Providing Better Health for People with Cystic Fibrosis
Patients with cystic fibrosis an inherited chronic disease are often artificially ventilated for long periods of time. Artificial ventilation results in an increased risk of lung infection that is resistant to antibiotics. UVM researchers are investigating new ways to combat this bacterium.
How are they doing this?
Because the bacterium Pseudomonas aeruginosa forms biofilms, infections are particularly difficult to treat with conventional antibiotic therapy. Using a mouse model of Pseudomonas pneumonia, UVM researchers in Microbiology and Molecular Genetics are investigating novel non-antibiotic substances which appear to increase the bacteria's susceptibility to antibiotics.

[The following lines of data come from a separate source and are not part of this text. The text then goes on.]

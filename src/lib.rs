//! # asyncapi-pub
//!
//! **asyncapi-pub** turns an [AsyncAPI 2.x](https://www.asyncapi.com/docs/reference/specification/v2.6.0)
//! document into a publish dispatcher: every outbound channel becomes a topic
//! matcher plus compiled parameter, header and payload schemas, bound to one
//! protocol adapter per server. Publishing a message routes its topic,
//! validates it, and fans it out concurrently to every bound server.
//!
//! ## Architecture
//!
//! - **[`spec`]** - Document loading, `$ref` expansion and channel extraction
//! - **[`router`]** - Topic pattern compilation and parameter extraction
//! - **[`schema`]** - Parameter/header/body validators (coercion, sanitizing)
//! - **[`adapter`]** - `AdapterFactory` / `ProtocolAdapter` plugin contract
//! - **[`plugins`]** - Plugin registry and the built-in AMQP, Kafka and HTTP plugins
//! - **[`registry`]** - Per-server connection registry shared by all channels
//! - **[`channel`]** - A loaded channel: matcher, validators and fan-out targets
//! - **[`publisher`]** - `load_api` / `publish` / `stop` orchestration
//! - **[`config`]**, **[`logging`]**, **[`ids`]** - Configuration, tracing setup, publish ids
//! - **[`cli`]** - The `asyncapi-pub` command line
//!
//! ### Publish Flow
//!
//! ```mermaid
//! sequenceDiagram
//!     participant Caller
//!     participant Pub as Publisher
//!     participant Router as TopicRouter
//!     participant Chan as Channel
//!     participant A1 as Adapter (server 1)
//!     participant A2 as Adapter (server 2)
//!
//!     Caller->>Pub: publish("events/42", body, headers, options)
//!     Pub->>Router: route("events/42")
//!     Router-->>Pub: channel #0, {id: "42"}
//!     Pub->>Chan: validate params, headers, body
//!     Chan-->>Pub: ok
//!     par fan-out
//!         Chan->>A1: publish(envelope, bindings)
//!         Chan->>A2: publish(envelope, bindings)
//!     end
//!     A1-->>Chan: result
//!     A2-->>Chan: result
//!     Chan-->>Caller: [result 1, result 2]
//! ```
//!
//! ## Quick Start
//!
//! ```rust,no_run
//! use asyncapi_pub::{LoadOptions, PluginRegistry, Publisher};
//! use serde_json::json;
//!
//! # #[tokio::main(flavor = "current_thread")]
//! # async fn main() -> Result<(), asyncapi_pub::PublishError> {
//! let doc = r#"
//! asyncapi: "2.6.0"
//! info: { title: Jobs, version: "1.0.0" }
//! servers:
//!   api: { url: "http://localhost:8080/hooks", protocol: http }
//! channels:
//!   events/{id}:
//!     parameters:
//!       id: { schema: { type: string } }
//!     subscribe:
//!       bindings:
//!         http: { type: request, method: POST }
//!       message:
//!         payload:
//!           type: object
//!           required: [status]
//!           properties: { status: { type: string } }
//! "#;
//!
//! let publisher = Publisher::new(PluginRegistry::builtin());
//! publisher.load_api(doc, LoadOptions::default()).await?;
//!
//! // POST http://localhost:8080/hooks/events/42
//! let results = publisher.publish_message("events/42", json!({"status": "started"})).await?;
//! assert_eq!(results[0]["status"], json!(200));
//!
//! let rejected = publisher.publish_message("events/42", json!({})).await;
//! assert!(rejected.is_err());
//!
//! publisher.stop(true).await?;
//! # Ok(())
//! # }
//! ```
//!
//! AMQP and Kafka servers need a wire client: register one with
//! [`PluginRegistry::with_amqp`] / [`PluginRegistry::with_kafka`].
//!
//! ## Runtime
//!
//! The crate is async on tokio. `publish` never takes a lock: the channel
//! graph is an immutable snapshot swapped atomically by `load_api` and `stop`.
//! Nothing is retried; every error reaches the immediate caller.

pub mod adapter;
pub mod channel;
pub mod cli;
pub mod config;
pub mod error;
pub mod ids;
pub mod logging;
pub mod plugins;
pub mod publisher;
pub mod registry;
pub mod router;
pub mod schema;
pub mod spec;

pub use adapter::{AdapterFactory, Connection, Envelope, ProtocolAdapter};
pub use channel::{Channel, Target};
pub use config::{PublisherConfig, TopicOptions};
pub use error::{ErrorCategory, PublishError, ValidationError, ValidationKind};
pub use ids::PublishId;
pub use plugins::PluginRegistry;
pub use publisher::{LoadOptions, Publisher};
pub use registry::ConnectionRegistry;
pub use spec::{load_document, parse_document, ApiDocument, ApiSource, ChannelMeta, Server};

Why are animals important?
Most fatalities in cystic fibrosis patients are due to respiratory failure and pneumonia. Drugs used to treat pneumonia do undergo testing in vitro the classic sensitivity test measures an antibiotic's ability to suppress bacteria in culture. However, bacteria growing in the lung of a living animal or person can be much more difficult to control than those growing in a petri dish. Testing of antibiotics and other products in vivo (in a living animal system) is necessary to effectively predict the drugs' performance in patients with pneumonia.
What are the significant outcomes of this research?
Cystic fibrosis is one of our most prevalent debilitating genetic diseases. About 30,000 people in the U.S. are affected by cystic fibrosis. The average life span of a person with cystic fibrosis is about 37 years, which has increased dramatically in the past three decades due to research and improvements in therapy.